Life-saving adventure

Life-saving adventure

When Jenna Rueff opened the sealed envelope with a faith challenge inside, she knew it would stretch her faith.

But she had no idea it might save her life.

Every teen at Bible and Beach has a choice whether to open the envelope they are given at the end of the week of Bible study and fun. Opening it is a
commitment to fulfill the task inside.

Jenna did not debate long before tearing the seal, expecting an assignment such as feeding 500, volunteering at a children’s center or serving teachers at Male
High School where she is a senior. She looked for something close to a repeat of 2010 when her assignment was to fast for five days. Easy enough.

But last summer, the assignment inside her envelope was to train for a marathon.  

“To be honest, I don’t like to run,” Jenna said. “I thought, ‘OK, God, are you seriously giving me this?’ The idea of running 26 miles was far outside my comfort
zone. I knew it would take endurance.”

 One of Jenna’s C-Group leaders, Sarah Rodriguez, advised Jenna to be committed to her task.

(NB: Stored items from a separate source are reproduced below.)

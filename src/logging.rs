use std::fs::OpenOptions;
use std::io::Write;
use std::path::{Path, PathBuf};

use anyhow::{Context, Result};
use chrono::{SecondsFormat, Utc};
use serde::Serialize;
use serde_json::Value;
use tokio::sync::Mutex;

use crate::config::LoggingConfig;
use crate::interpret::ApiFamily;

/// The user side of a proxied exchange.
#[derive(Debug, Clone, Serialize)]
pub struct InputRecord {
    pub role: &'static str,
    #[serde(rename = "type")]
    pub family: ApiFamily,
    pub content: Value,
}

impl InputRecord {
    pub fn new(family: ApiFamily, content: Value) -> Self {
        Self {
            role: "user",
            family,
            content,
        }
    }
}

/// The assistant side of a proxied exchange. `tool_calls` and `refusal`
/// only appear on the wire when they carry data.
#[derive(Debug, Clone, Serialize)]
pub struct OutputRecord {
    pub role: &'static str,
    #[serde(rename = "type")]
    pub family: ApiFamily,
    pub content: Value,
    #[serde(skip_serializing_if = "Option::is_none")]
    pub tool_calls: Option<Value>,
    #[serde(skip_serializing_if = "Option::is_none")]
    pub refusal: Option<Value>,
}

impl OutputRecord {
    pub fn new(family: ApiFamily, content: Value) -> Self {
        Self {
            role: "assistant",
            family,
            content,
            tool_calls: None,
            refusal: None,
        }
    }
}

/// One JSONL line. Exactly one of `input` / `output` is set.
#[derive(Debug, Clone, Serialize)]
pub struct LogEvent {
    #[serde(skip_serializing_if = "Option::is_none")]
    pub input: Option<InputRecord>,
    #[serde(skip_serializing_if = "Option::is_none")]
    pub output: Option<OutputRecord>,
    pub truncated: bool,
    /// Stamped by the writer at encode time when unset.
    #[serde(skip_serializing_if = "Option::is_none")]
    pub timestamp: Option<String>,
}

impl LogEvent {
    pub fn input(record: InputRecord, truncated: bool) -> Self {
        Self {
            input: Some(record),
            output: None,
            truncated,
            timestamp: None,
        }
    }

    pub fn output(record: OutputRecord, truncated: bool) -> Self {
        Self {
            input: None,
            output: Some(record),
            truncated,
            timestamp: None,
        }
    }
}

#[derive(Debug, Clone)]
pub struct LogWriteResult {
    pub bytes_written: usize,
    pub rotated: bool,
    pub path: PathBuf,
}

/// Append-only JSONL writer with size-triggered rotation. A single mutex
/// serializes the rotate-check and the append so concurrent writers never
/// interleave partial lines.
pub struct JsonlLogger {
    path: PathBuf,
    max_file_bytes: u64,
    lock: Mutex<()>,
}

impl JsonlLogger {
    pub fn new(path: PathBuf, max_file_bytes: u64) -> Self {
        Self {
            path,
            max_file_bytes,
            lock: Mutex::new(()),
        }
    }

    pub fn from_config(cfg: &LoggingConfig) -> Result<Self> {
        std::fs::create_dir_all(&cfg.log_dir)
            .with_context(|| format!("failed to create log dir {:?}", cfg.log_dir))?;
        Ok(Self::new(cfg.log_dir.join(&cfg.filename), cfg.max_file_bytes))
    }

    pub fn path(&self) -> &Path {
        &self.path
    }

    /// Encode `event` as one compact JSON line and append it to the active
    /// file, rotating first when the write would push it past the size
    /// threshold.
    pub async fn write_event(&self, mut event: LogEvent) -> Result<LogWriteResult> {
        if event.timestamp.is_none() {
            event.timestamp = Some(Utc::now().to_rfc3339_opts(SecondsFormat::Micros, false));
        }
        let mut line = serde_json::to_vec(&event).context("failed to encode log event")?;
        line.push(b'\n');

        let _guard = self.lock.lock().await;
        let rotated = self.rotate_if_needed(line.len() as u64)?;
        let bytes_written = self.append_bytes(&line)?;
        Ok(LogWriteResult {
            bytes_written,
            rotated,
            path: self.path.clone(),
        })
    }

    fn rotate_if_needed(&self, incoming_bytes: u64) -> Result<bool> {
        let current = std::fs::metadata(&self.path).map(|m| m.len()).unwrap_or(0);
        if current + incoming_bytes <= self.max_file_bytes {
            return Ok(false);
        }

        let stem = self
            .path
            .file_stem()
            .and_then(|s| s.to_str())
            .unwrap_or("promptlens");
        let suffix = self
            .path
            .extension()
            .and_then(|s| s.to_str())
            .map(|e| format!(".{e}"))
            .unwrap_or_default();
        let timestamp = Utc::now().format("%Y%m%d-%H%M%S").to_string();

        let mut rotated_path = self.path.with_file_name(format!("{stem}-{timestamp}{suffix}"));
        let mut counter = 1u32;
        while rotated_path.exists() {
            rotated_path = self
                .path
                .with_file_name(format!("{stem}-{timestamp}-{counter}{suffix}"));
            counter += 1;
        }

        if self.path.exists() {
            std::fs::rename(&self.path, &rotated_path).with_context(|| {
                format!("failed to rotate {:?} to {:?}", self.path, rotated_path)
            })?;
        }
        Ok(true)
    }

    fn append_bytes(&self, payload: &[u8]) -> Result<usize> {
        if let Some(parent) = self.path.parent() {
            std::fs::create_dir_all(parent)
                .with_context(|| format!("failed to create log dir {:?}", parent))?;
        }
        let mut file = OpenOptions::new()
            .create(true)
            .append(true)
            .open(&self.path)
            .with_context(|| format!("failed to open log file {:?}", self.path))?;
        // One write call for the whole line so interleaved writers from other
        // processes cannot tear it.
        file.write_all(payload)
            .with_context(|| format!("failed to append to log file {:?}", self.path))?;
        Ok(payload.len())
    }
}

#[cfg(test)]
mod tests {
    use super::*;
    use pretty_assertions::assert_eq;
    use serde_json::json;
    use std::sync::Arc;

    fn temp_log_path() -> PathBuf {
        let dir = std::env::temp_dir().join(format!("promptlens-test-{}", uuid::Uuid::new_v4()));
        std::fs::create_dir_all(&dir).expect("create temp dir");
        dir.join("promptlens.jsonl")
    }

    fn read_lines(path: &Path) -> Vec<String> {
        std::fs::read_to_string(path)
            .expect("read log")
            .lines()
            .map(|l| l.to_string())
            .collect()
    }

    #[tokio::test]
    async fn writes_one_compact_line_per_event() {
        let path = temp_log_path();
        let logger = JsonlLogger::new(path.clone(), 1024 * 1024);

        let event = LogEvent::input(
            InputRecord::new(ApiFamily::Chat, json!([{"role": "user", "content": "Hi"}])),
            false,
        );
        let result = logger.write_event(event).await.expect("write");
        assert!(!result.rotated);
        assert_eq!(result.path, path);

        let text = std::fs::read_to_string(&path).expect("read log");
        assert!(text.ends_with('\n'));
        assert_eq!(text.matches('\n').count(), 1);
        assert_eq!(result.bytes_written, text.len());

        let value: Value = serde_json::from_str(text.trim_end()).expect("line parses");
        assert_eq!(value["input"]["role"], "user");
        assert_eq!(value["input"]["type"], "chat");
        assert_eq!(value["input"]["content"][0]["content"], "Hi");
        assert_eq!(value["truncated"], false);
        let timestamp = value["timestamp"].as_str().expect("timestamp stamped");
        chrono::DateTime::parse_from_rfc3339(timestamp).expect("timestamp is RFC 3339");
        assert!(timestamp.ends_with("+00:00"));
    }

    #[tokio::test]
    async fn preserves_caller_timestamp() {
        let path = temp_log_path();
        let logger = JsonlLogger::new(path.clone(), 1024 * 1024);

        let mut event = LogEvent::output(OutputRecord::new(ApiFamily::Chat, json!("Hello!")), false);
        event.timestamp = Some("2025-01-01T00:00:00+00:00".to_string());
        logger.write_event(event).await.expect("write");

        let lines = read_lines(&path);
        let value: Value = serde_json::from_str(&lines[0]).expect("parse");
        assert_eq!(value["timestamp"], "2025-01-01T00:00:00+00:00");
        assert_eq!(value["output"]["role"], "assistant");
        assert!(value["output"].get("tool_calls").is_none());
    }

    #[tokio::test]
    async fn rotates_when_write_would_exceed_threshold() {
        let path = temp_log_path();
        let logger = JsonlLogger::new(path.clone(), 200);

        // Each line lands around 180 bytes, so the first write fits and the
        // second one trips the 200-byte threshold.
        let big = "x".repeat(60);
        let first = logger
            .write_event(LogEvent::input(
                InputRecord::new(ApiFamily::Chat, json!(big.clone())),
                false,
            ))
            .await
            .expect("first write");
        assert!(!first.rotated);

        let second = logger
            .write_event(LogEvent::input(
                InputRecord::new(ApiFamily::Chat, json!(big)),
                false,
            ))
            .await
            .expect("second write");
        assert!(second.rotated);

        // The active file holds only the post-rotation line.
        let active_lines = read_lines(&path);
        assert_eq!(active_lines.len(), 1);

        let dir = path.parent().expect("parent");
        let rotated: Vec<PathBuf> = std::fs::read_dir(dir)
            .expect("read dir")
            .filter_map(|e| e.ok())
            .map(|e| e.path())
            .filter(|p| p != &path)
            .collect();
        assert_eq!(rotated.len(), 1);
        let rotated_name = rotated[0].file_name().unwrap().to_string_lossy().to_string();
        assert!(
            rotated_name.starts_with("promptlens-") && rotated_name.ends_with(".jsonl"),
            "unexpected rotated name: {rotated_name}"
        );
        assert_eq!(read_lines(&rotated[0]).len(), 1);
    }

    #[tokio::test]
    async fn rotated_siblings_get_unique_names() {
        let path = temp_log_path();
        // Every write rotates the previous one.
        let logger = JsonlLogger::new(path.clone(), 1);

        for i in 0..3 {
            logger
                .write_event(LogEvent::input(
                    InputRecord::new(ApiFamily::Unknown, json!(format!("event-{i}"))),
                    false,
                ))
                .await
                .expect("write");
        }

        let dir = path.parent().expect("parent");
        let mut names: Vec<String> = std::fs::read_dir(dir)
            .expect("read dir")
            .filter_map(|e| e.ok())
            .map(|e| e.file_name().to_string_lossy().to_string())
            .collect();
        names.sort();
        // Active file plus two rotated siblings, all distinct.
        assert_eq!(names.len(), 3);
        let unique: std::collections::HashSet<&String> = names.iter().collect();
        assert_eq!(unique.len(), 3);
    }

    #[tokio::test]
    async fn concurrent_writers_never_tear_lines() {
        let path = temp_log_path();
        let logger = Arc::new(JsonlLogger::new(path.clone(), 1024 * 1024));

        let mut handles = Vec::new();
        for i in 0..32 {
            let logger = logger.clone();
            handles.push(tokio::spawn(async move {
                logger
                    .write_event(LogEvent::input(
                        InputRecord::new(ApiFamily::Chat, json!({"seq": i, "pad": "y".repeat(64)})),
                        false,
                    ))
                    .await
                    .expect("write");
            }));
        }
        for handle in handles {
            handle.await.expect("join");
        }

        let lines = read_lines(&path);
        assert_eq!(lines.len(), 32);
        for line in &lines {
            let value: Value = serde_json::from_str(line).expect("every line is intact JSON");
            assert!(value["input"]["content"]["seq"].is_u64());
        }
    }
}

Jenna buddied up to train with Hannah Kuster, a new friend she met at Bible and Beach, who moved into her neighborhood. Together the two teenagers began
working out after school and joined the mini-marathon training group at Southeast in preparation for the big run.

But the more Jenna trained, headaches and back pain she had been dealing with worsened.

In a strange twist, her most excruciating headaches happened after spending the evening with the Kuster family, laughing and having a lot of fun.   

“My head hurt so bad when I would come home after a great night of laughing and having fun,” Jenna said. “The pattern was so weird that I Googled ‘headaches
caused by laughing.’”

According to what she read on the web, Jenna’s symptoms fit two frightening diagnoses: a brain tumor or Chiari (pronounced kee-AHR-ee) malformation, a rare
compression of the brain stem or spinal cord at the base of the skull. Chiari malformation blocks the flow of spinal fluid, causing headaches and backaches. If
left untreated, it can cause paralysis and even death.

Jenna and her mom, Sandy, went to Dr. Thomas Moriarty, a Louisville neurosurgeon.  An MRI showed she had a 22-millimeter Chiari abnormality at the base of
her brain and a fluid-filled cyst in the spinal column causing pressure on her back.

Looking back, Jenna can see how God led every step of the way.   

She had been through a tough time with her C-Group friends the week she was diagnosed. On Jan. 5, the day before Jenna’s doctor appointment, she attended
the memorial service for another teen in her C-Group, Dylan First, who died in a motocross accident.

“Through Dylan’s life, we had been learning that life is a race that God has prepared for us,” Jenna said. “He paved it out. We have to run the race He has
planned, to follow Him willingly and in obedience to spread His Word through every situation. Hitting this surgery, it was like He had prepared me for it. I learned
with Dylan that our days aren’t guaranteed.”

As they listened to doctors, Sandy, Jenna’s dad, John, and younger sister, Sarah, were grateful for the Bible and Beach challenge that aggravated her symptoms
and led to diagnosis. Many patients are not diagnosed until they experience paralysis or numbness, and that is seldom reversed.

Sarah asked the question that many were thinking, “What if Jenna hadn’t been given the Bible and Beach challenge to run the marathon? What if she hadn’t
opened the envelope?”

Everyone in Next Gen Ministry, family and friends prayed for Jenna. Another C-Group leader, Lindsay Spencer, had been through brain surgery and reassured her
about the healing process. That morning, as friend after friend sent text messages to say they were praying, Jenna wondered what it would be like to see the
faces of everyone praying for her that day or hear the chorus of prayer on her behalf.

During the Jan. 17 surgery, Moriarty fixed the abnormality and reformed the skull and the tissue on the inside to create more space for the brain. That eased
pressure on the brain stem and allowed spinal cord fluid to flow.  

That day in Louisville, nine tornados touched down in the area and weather sirens warned citizens to seek cover. Inside the hospital, waiting for surgery to be
finished, no one was aware of the chaos outside.  

The surgery was supposed to take six hours, but it took just three hours. There were no complications.    

There were plenty of blessings and answers to prayer.

“Sometimes I think God shouts, but we don’t hear it through all the noise,” Sandy said. “When Jenna was in the hospital, we listened.”

A long time before diagnosis, Jenna texted Bible verses to friends before she went to bed at night. She continued that through recovery, asking friends how she
could pray for them. She thought back to the days when she didn’t want to go to Collide or Bible and Beach and how God had changed her life through it.   

Jenna was in the hospital five days.

She returned to classes at Male High School this week.

And she still plans to fulfill her Bible and Beach challenge by running a marathon this year.